# **PARSING OF JIRA BUG TICKETS FOR APACHE OPEN-SOURCE PROJECT**

## WEBSCRAPPING APACHE PROJECT BUG TICKETS DATA

The data about bugs in the Apache project is fetched Apache's JIRA issue tracker using jira api.

## Findings about fetched data
1. It is in json format which is equivalent of dictionary in python
2. The fetched data has 5 fields/keys [***Label1***]:<br>
    a. expand: It is a string<br>
    b. startAt: starting index<br>
    c. maxResults: Maximum requests that can be read<br>
       Note: maxResults is equal to pagelength given in code but it's maximum value can be 1000
    d. total: Gives total number of issues in the tracker<br>
       Note: It can be greater than the number of maxResults that can be fetched via api in one request
       (e.g. In the case of Apache airflow)
    e. issues: It is a list of issues in json form/dictionary form

In [222]:
#Importing the requests module
import requests

#Base url
jira_api_base_url = "https://issues.apache.org/jira/"

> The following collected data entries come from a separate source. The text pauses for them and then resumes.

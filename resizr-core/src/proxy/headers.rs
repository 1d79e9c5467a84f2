//! Header sanitization shared by the upstream request and the cached response
//!
//! Transport framing is recomputed by whoever serves the bytes, so it is never
//! forwarded upstream, cached, or replayed from a cached snapshot.

use http::header::{HeaderMap, HeaderName, HeaderValue};
use serde::{Deserialize, Serialize};
use std::collections::BTreeMap;

/// Headers describing connection framing, matched case-insensitively
pub const TRANSPORT_HEADERS: [&str; 8] = [
    "content-length",
    "connection",
    "content-type",
    "transfer-encoding",
    "upgrade",
    "keep-alive",
    "te",
    "accept-ranges",
];

/// Extra request headers that only make sense for the inbound hop
const INBOUND_ONLY_HEADERS: [&str; 2] = ["host", "accept-encoding"];

pub fn is_transport_header(name: &str) -> bool {
    TRANSPORT_HEADERS.iter().any(|h| h.eq_ignore_ascii_case(name))
}

/// Ordered multi-map of lowercase header name to values.
///
/// Serialized as a JSON object (`{"name": ["v1", "v2"]}`) for the on-disk
/// manifest. Transport headers can never be stored in it.
#[derive(Debug, Clone, Default, PartialEq, Eq, Serialize, Deserialize)]
#[serde(transparent)]
pub struct HeaderSet(BTreeMap<String, Vec<String>>);

impl HeaderSet {
    pub fn new() -> Self {
        Self::default()
    }

    /// Copy every non-transport header out of an `http` header map
    pub fn from_header_map(map: &HeaderMap) -> Self {
        let mut set = Self::new();
        for (name, value) in map {
            set.append(name.as_str(), String::from_utf8_lossy(value.as_bytes()));
        }
        set
    }

    /// Add a value; transport headers are dropped silently.
    pub fn append(&mut self, name: &str, value: impl Into<String>) {
        if is_transport_header(name) {
            return;
        }
        self.0.entry(name.to_ascii_lowercase()).or_default().push(value.into());
    }

    pub fn get(&self, name: &str) -> Option<&[String]> {
        self.0.get(&name.to_ascii_lowercase()).map(Vec::as_slice)
    }

    pub fn contains(&self, name: &str) -> bool {
        self.0.contains_key(&name.to_ascii_lowercase())
    }

    /// Number of distinct header names
    pub fn len(&self) -> usize {
        self.0.len()
    }

    pub fn is_empty(&self) -> bool {
        self.0.is_empty()
    }

    pub fn iter(&self) -> impl Iterator<Item = (&str, &str)> {
        self.0
            .iter()
            .flat_map(|(name, values)| values.iter().map(move |v| (name.as_str(), v.as_str())))
    }

    /// Re-apply the filter, e.g. after loading a manifest written by another build
    pub fn sanitized(self) -> Self {
        let mut set = Self::new();
        for (name, values) in self.0 {
            for value in values {
                set.append(&name, value);
            }
        }
        set
    }

    /// Convert back to an `http` header map, skipping entries that are not
    /// valid header names or values.
    pub fn to_header_map(&self) -> HeaderMap {
        let mut map = HeaderMap::new();
        for (name, value) in self.iter() {
            if is_transport_header(name) {
                continue;
            }
            if let (Ok(name), Ok(value)) =
                (HeaderName::from_bytes(name.as_bytes()), HeaderValue::from_str(value))
            {
                map.append(name, value);
            }
        }
        map
    }
}

/// Inbound request headers that may be forwarded to the upstream image server
pub fn forwardable_request_headers(inbound: &HeaderMap) -> HeaderMap {
    let mut forwarded = HeaderMap::new();
    for (name, value) in inbound {
        let name_str = name.as_str();
        if is_transport_header(name_str) || INBOUND_ONLY_HEADERS.contains(&name_str) {
            continue;
        }
        forwarded.append(name.clone(), value.clone());
    }
    forwarded
}
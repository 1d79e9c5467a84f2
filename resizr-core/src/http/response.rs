//! Response helpers for the resize service.
//!
//! Builders never fail: status and headers are set on an already built
//! response, and header values that cannot be represented are sanitized.

use crate::proxy::HeaderSet;
use bytes::Bytes;
use http::header::{HeaderName, HeaderValue, CONTENT_TYPE};
use http::StatusCode;
use http_body_util::Full;
use hyper::Response;

pub type Body = Full<Bytes>;

/// Name of the header carrying a failure description
pub const ERROR_HEADER: &str = "error";

fn build(status: StatusCode, body: impl Into<Bytes>) -> Response<Body> {
    let mut response = Response::new(Full::new(body.into()));
    *response.status_mut() = status;
    response
}

/// JSON response with the given status code.
pub fn json(status: StatusCode, body: &serde_json::Value) -> Response<Body> {
    let mut response = build(status, body.to_string());
    response.headers_mut().insert(CONTENT_TYPE, HeaderValue::from_static("application/json"));
    response
}

/// Plain-text response with the given status code.
pub fn text(status: StatusCode, body: impl Into<String>) -> Response<Body> {
    let mut response = build(status, body.into());
    response
        .headers_mut()
        .insert(CONTENT_TYPE, HeaderValue::from_static("text/plain; charset=utf-8"));
    response
}

/// Image body with replayed upstream headers and a sniffed content type
pub fn image(
    status: StatusCode,
    content: Bytes,
    content_type: &'static str,
    headers: &HeaderSet,
) -> Response<Body> {
    let mut response = build(status, content);
    let map = response.headers_mut();
    // `HeaderMap` yields the name only for the first value of each header
    let mut current = None;
    for (name, value) in headers.to_header_map() {
        if name.is_some() {
            current = name;
        }
        if let Some(name) = &current {
            map.append(name.clone(), value);
        }
    }
    map.insert(CONTENT_TYPE, HeaderValue::from_static(content_type));
    response
}

/// Image body for a failed request, with the reason in the `Error` header
pub fn failure(content: Bytes, content_type: &'static str, message: &str) -> Response<Body> {
    let mut response = image(StatusCode::BAD_REQUEST, content, content_type, &HeaderSet::new());
    response
        .headers_mut()
        .insert(HeaderName::from_static(ERROR_HEADER), header_value(message));
    response
}

/// Keep printable ASCII so any message fits in a header value
pub fn header_value(message: &str) -> HeaderValue {
    let cleaned: String = message
        .chars()
        .map(|c| if c == ' ' || c.is_ascii_graphic() { c } else { '?' })
        .collect();
    HeaderValue::from_str(&cleaned).unwrap_or_else(|_| HeaderValue::from_static("request failed"))
}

#max number of results fetched per request
page_length = 1000

#name of project
project = "airflow"
proj_jira_id = project.upper()

#starting index
start_idx = 0

#Dictionary to store fetched results
r_dict={}

"""
Intially we don't know what are the total number of issues in the JIRA Isuue
Tracker for a single project, 
so we set it to 0"""
total=0

"""
To know the total number issues, we need to pull request from the url atleast once

One can do it in many ways, but here do-while loop is used

Since, python doesn't support do-while loops
Below is given one way to mimic the do-while loop in python 
"""
while True:
  #Making the final url
  url = (
      jira_api_base_url
      + f"rest/api/2/search?jql=project={proj_jira_id}+order+by+created"
      + f"&issuetypeNames=Bug&maxResults={page_length}&"
      + f"startAt={start_idx}&fields=id,key,priority,labels,versions,"
      + "status,components,creator,reporter,issuetype,description,"
      + "summary,resolutiondate,created,updated"
  )

  #Printing the final url from where the data is fetched
  print(f"Getting data from {url}...")

  #Sends a GET request to fetch data from specified url
  r = requests.get(url)

  #Storing the json data fetched from the url in a temporary dictionary
  #You can refer to "Label1" in the above cell for reviewing the structure of the json data fetched
  temp_dict = r.json()

  #Increasing the start index of request by a value
  """
  That value is equal to the page length as we have already fetched the specified number of pages
  """
  start_idx+=page_length

  #Making total equal to the total number of issues present in the tracker
  total=temp_dict['total']

  #Intially our result dictionary is empty
  #So we can check if it's empty using the length command --> len 
  if len(r_dict)==0:
    #Copying temporary fetched dictionary to our empty result dictionary
    r_dict=temp_dict.copy()

  #If it is not empty then
  #We just need to add the fetched list of 'issues'
  #from temporary dictionary(temp_dict) to our final result dictionary(r_dict)
  else:
    #Adding two lists using the extend function
    r_dict['issues'].extend(temp_dict['issues'])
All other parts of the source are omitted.